La processionaria: un pericolo per il cane e per l’uomo

L’arrivo dell’estate coincide con la presenza sul nostro territorio della “processionaria”: un pericolo per il cane e per l’uomo.

Labrador della Travecchia

Labrador della Travecchia

La processionaria è un insetto parassita, con un ciclo di vita simile a quello della farfalla, che si trova prevalentemente nelle vicinanze di pini e querce.

Nei mesi che vanno da marzo a maggio, nella forma di bruchi dotati di numerosi peli irritanti, le processionarie scendono dai pini in lunghe file (processioni), in cerca del luogo più favorevole per la successiva trasformazione in larve e poi in farfalle.

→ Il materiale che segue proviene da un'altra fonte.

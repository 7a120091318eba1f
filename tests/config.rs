#![cfg(feature = "toml")]

use resql::prelude::*;
use resql::{ConfigError, ResourceConfig};
use tokio_util::sync::CancellationToken;

const ARTICLES: &str = r#"
resource = "articles"
default_fields = ["id", "title"]
allowed_select = ["id", "title", "body", "created_at"]
allowed_sort = ["created_at"]
default_limit = 25

[columns]
id = "id"
title = "title"
body = "body"
createdAt = "created_at"

[allowed_conditions]
id = ["eq", "in"]
body = ["contains"]

[pagination]
style = "limit_offset"
max_limit = 100
"#;

fn render(resource: &ResourceSelectBuilder, query: &Query) -> resql::Result<(String, Vec<Value>)> {
    resource
        .build(&CancellationToken::new(), query, None)?
        .build(Dialect::PostgreSQL)
}

#[test]
fn test_configured_resource() {
    let resource = ResourceConfig::from_toml_str(ARTICLES)
        .unwrap()
        .into_builder()
        .unwrap();

    let (sql, params) = render(&resource, &Query::new()).unwrap();
    assert_eq!(sql, "SELECT id, title FROM articles LIMIT 25");
    assert!(params.is_empty());

    let query = Query::new()
        .fields("articles", ["id", "createdAt"])
        .filter("body", "contains:rust")
        .sort("createdAt", OrderBy::Desc)
        .page(Page::new().limit("10").offset("20"));
    let (sql, params) = render(&resource, &query).unwrap();
    assert_eq!(
        sql,
        "SELECT id, created_at FROM articles WHERE body LIKE $1 ORDER BY created_at DESC LIMIT 10 OFFSET 20"
    );
    assert_eq!(params, vec![Value::from("%rust%")]);
}

#[test]
fn test_configured_limits_are_enforced() {
    let resource = ResourceConfig::from_toml_str(ARTICLES)
        .unwrap()
        .into_builder()
        .unwrap();
    let query = Query::new().page(Page::new().limit("1000"));
    let err = render(&resource, &query).unwrap_err();
    assert_eq!(err.to_string(), "page limit cannot be greater than 100");
}

#[test]
fn test_custom_registry_satisfies_allowed_operations() {
    let source = r#"
        resource = "articles"
        naming = "snake_case"
        default_fields = ["id"]

        [allowed_conditions]
        id = ["odd"]
    "#;

    let config = ResourceConfig::from_toml_str(source).unwrap();
    assert!(matches!(
        config.clone().into_builder(),
        Err(ConfigError::UnknownOperation { .. })
    ));

    let conditions = ConditionMap::new().insert("odd", |field: &str, _: &[&str]| {
        Ok(expr::raw(format!("{field} % 2 = 1")))
    });
    let resource = config.into_builder_with(conditions).unwrap();
    let (sql, _) = render(&resource, &Query::new().filter("id", "odd")).unwrap();
    assert_eq!(sql, "SELECT id FROM articles WHERE id % 2 = 1");
}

Da adulte le processionarie sono le ben note farfalle notturne triangolari.

Labrador della Travecchia

Labrador della Travecchia

La processionaria attacca le querce e tutte le specie del Pinus, mostrando una certa preferenza per il Pinus Nigra e Pinus Sylvestris. Raramente può attaccare anche larici e cedri. Causa defogliazione fino alla morte della pianta.

E’ un insetto diffuso nelle regioni temperate dell’Europa meridionale, Medio Oriente e Africa settentrionale.

I nidi dove svernano le larve sono facilmente riconoscibili anche a distanza: sono di forma piriforme, lanugginose e di colore bianco brillante, localizzati sulle cime e agli apici dei rami laterali.

Labrador della Travecchia

Labrador della Travecchia

La loro presenza dovrebbe farvi subito intervenire a favore della salvaguardia dell’albero e per il pericolo che questo lepidottero rappresenta per l’uomo e i cani. 

Esistono in commercio trappole ad imbuto, trappole sessuali a base di ferormoni (obbligatoria in Italia D.M. 30/10/2007), pesticidi naturali e la cosiddetta lotta biologica, che prevede l’utilizzo di prodotti a base di “Bacillus Thuringiensis”.

Un pericolo per il vostro labrador

Una volta che il parassita sarà disceso dalla pianta sarà molto probabile che possa entrare in contatto con il vostro cucciolo, che spinto dalla sua estrema curiosità, potrebbe non esitare anche a metterlo in bocca. Il solo contatto con la punta del naso (tartufo) può recare seri danni alle mucose.

E’ importante ricordare che questo parassita è pericoloso anche per l’uomo, con gli stessi sintomi che possono avere i cani o i gatti (irritazioni cutanee, oculari, reazioni allergiche fino allo shock anafilattico nei soggetti sensibili).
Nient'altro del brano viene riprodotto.